La sensualità della luce
“L’essenziale è
invisibile agli occhi”, scriveva Saint-Exupery nel
Piccolo Principe. Nella scultura di Marco Ambrosini l’essenziale
si fa visibile. La luce, l’eterno, il respiro (anche
titoli di opere) sono onde di marmo limpide e silenziose
(Onda perpetua), emersioni bianchissime. E leggere.
La materia grave, difficile si rende
lieve, quasi fragile come carta o tessuto (Gorgiera),
percorsa da un brivido, accarezzata dallo scultore fino
a farsi simbolo carnale, creatura palpitante.

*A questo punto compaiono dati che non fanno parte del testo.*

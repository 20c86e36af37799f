//! Smacker - Rust decoder for the Smacker (.smk) video format
//!
//! This crate decodes Smacker files, the interleaved palette, audio and
//! video container used by many 1990s games. Frames are 8-bit palette
//! indexed and compressed as 4x4 blocks with escape-cached Huffman codes;
//! audio tracks are raw PCM or Huffman-coded DPCM.
//!
//! # Features
//!
//! - SMK2 and SMK4 files, including SMK4 DOUBLE and HALF blocks
//! - Up to seven audio tracks, raw or DPCM, 8/16-bit, mono/stereo
//! - In-memory or disk-streaming frame storage
//! - Keyframe and exact seeking, ring-frame looping
//! - Recoverable decode faults reported per frame instead of aborting
//!
//! The Bink perceptual audio codec is detected and rejected.
//!
//! # Example
//!
//! ```no_run
//! use smacker::{FrameStatus, OpenMode, Smacker};
//!
//! let mut smk = Smacker::open("intro.smk", OpenMode::Memory)?;
//! let info = smk.info().clone();
//! println!("{}x{} at {:.2} fps", info.width, info.height, info.fps);
//!
//! let mut status = smk.first()?;
//! loop {
//!     let palette = smk.palette().unwrap_or_default();
//!     let pixels = smk.video().unwrap_or_default();
//!     println!("frame {}: {} pixels, {} palette bytes", smk.current_frame(), pixels.len(), palette.len());
//!     if status != FrameStatus::More {
//!         break;
//!     }
//!     status = smk.next()?;
//! }
//! # Ok::<(), Box<dyn std::error::Error>>(())
//! ```

#![warn(missing_docs)]
#![warn(missing_debug_implementations)]

// Public modules
pub mod bitstream;
pub mod common;
pub mod container;
pub mod decoder;
pub mod error;
pub mod huffman;
pub mod render;

#[cfg(test)]
mod test_support;

// Re-export commonly used types
pub use common::{
    AudioTrackInfo, FormatVersion, FrameStatus, OpenMode, Result, SmackerError, SmackerInfo,
    YScaleMode, NUM_AUDIO_TRACKS, PALETTE_SIZE,
};
pub use container::ChunkSource;
pub use decoder::Smacker;
pub use render::{RenderFault, Stream};

use std::fs::File;
use std::io::BufReader;
use std::path::Path;

// Convenience functions

/// Read only the header and tables of a file
///
/// Frame chunks are neither read nor checked, so this is cheaper than
/// [`Smacker::open`] when only metadata is needed.
pub fn read_info<P: AsRef<Path>>(path: P) -> Result<SmackerInfo> {
    let mut reader = BufReader::new(File::open(path)?);
    Ok(container::Layout::read(&mut reader)?.info)
}

/// Open a file held in memory
pub fn open_bytes(data: &[u8]) -> Result<Smacker> {
    Smacker::from_bytes(data)
}
//! Smacker Huffman trees
//!
//! Trees are transmitted as a pre-order walk: a set bit opens a branch
//! (left subtree first, then right), a clear bit is followed by a leaf
//! payload. Both tree flavours keep their nodes in a flat arena in that
//! same pre-order, so a branch's left child always sits right after it and
//! only the right child index needs storing.

mod big;
mod small;

pub use big::{BigLeaf, BigTree};
pub use small::SmallTree;

use crate::bitstream::BitReader;
use crate::{Result, SmackerError};

/// Arena node
#[derive(Debug, Clone, Copy, PartialEq, Eq)]
pub(crate) enum Node<T> {
    /// Terminal symbol
    Leaf(T),
    /// Inner node; the left child is at `self + 1`
    Branch {
        /// Arena index of the right child
        right: usize,
    },
}

/// Read a pre-order tree body into `nodes`
///
/// Branches whose left subtree is still open are kept on an explicit stack,
/// so arbitrarily deep trees never recurse.
pub(crate) fn build_preorder<T, F>(
    br: &mut BitReader<'_>,
    nodes: &mut Vec<Node<T>>,
    max_leaves: usize,
    mut read_leaf: F,
) -> Result<()>
where
    F: FnMut(&mut BitReader<'_>) -> Result<T>,
{
    let mut open_branches: Vec<usize> = Vec::new();
    let mut leaves = 0;

    loop {
        if br.read_bit()? {
            open_branches.push(nodes.len());
            nodes.push(Node::Branch { right: 0 });
            continue;
        }

        leaves += 1;
        if leaves > max_leaves {
            return Err(SmackerError::MalformedTree);
        }
        let leaf = read_leaf(br)?;
        nodes.push(Node::Leaf(leaf));

        // a finished leaf closes the left side of the innermost open branch
        match open_branches.pop() {
            Some(branch) => nodes[branch] = Node::Branch { right: nodes.len() },
            None => return Ok(()),
        }
    }
}

/// Walk from the root to a leaf, one bit per branch (1 = right)
pub(crate) fn walk<'t, T>(nodes: &'t [Node<T>], br: &mut BitReader<'_>) -> Result<&'t T> {
    let mut index = 0;
    loop {
        match nodes.get(index) {
            Some(Node::Leaf(value)) => return Ok(value),
            Some(Node::Branch { right }) => {
                index = if br.read_bit()? { *right } else { index + 1 };
            }
            None => return Err(SmackerError::AbsentTree),
        }
    }
}

/// Read the closing bit that follows every tree; a set bit is malformed
pub(crate) fn read_terminator(br: &mut BitReader<'_>) -> Result<()> {
    if br.read_bit()? {
        return Err(SmackerError::MalformedTree);
    }
    Ok(())
}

Non si può non pensare ad Arp,
ai suoi pieni oblunghi, ai vuoti espressivi, varchi di
sogno, di poesia. E non ricordare le sculture cicladiche,
voluttuose e levigate, in forme come “Madre Terra”
o “Nudo”.
C’è una sensualità
luminosa colma di grazia e mistero, una trepidazione dell’ombra
(Geisha, Amanti). In “Medea” l’abbraccio
luminoso verticale si fonde con una valva scura, orizzontale,
l’amore e la morte, la luce e l’oscurità.
Con questi contrasti Ambrosini delinea l’essenza,
la concentra nel profilo limpido del marmo.
Osservare le sue sculture è
come ascoltare il mare nella conchiglia: s’avvertono
eco profonde, antiche. Non si sa se sono le luci o le
ombre a farsi strada in noi. Ma siamo indotti al silenzio,
alla contemplazione, a guardarci dentro. E oltre.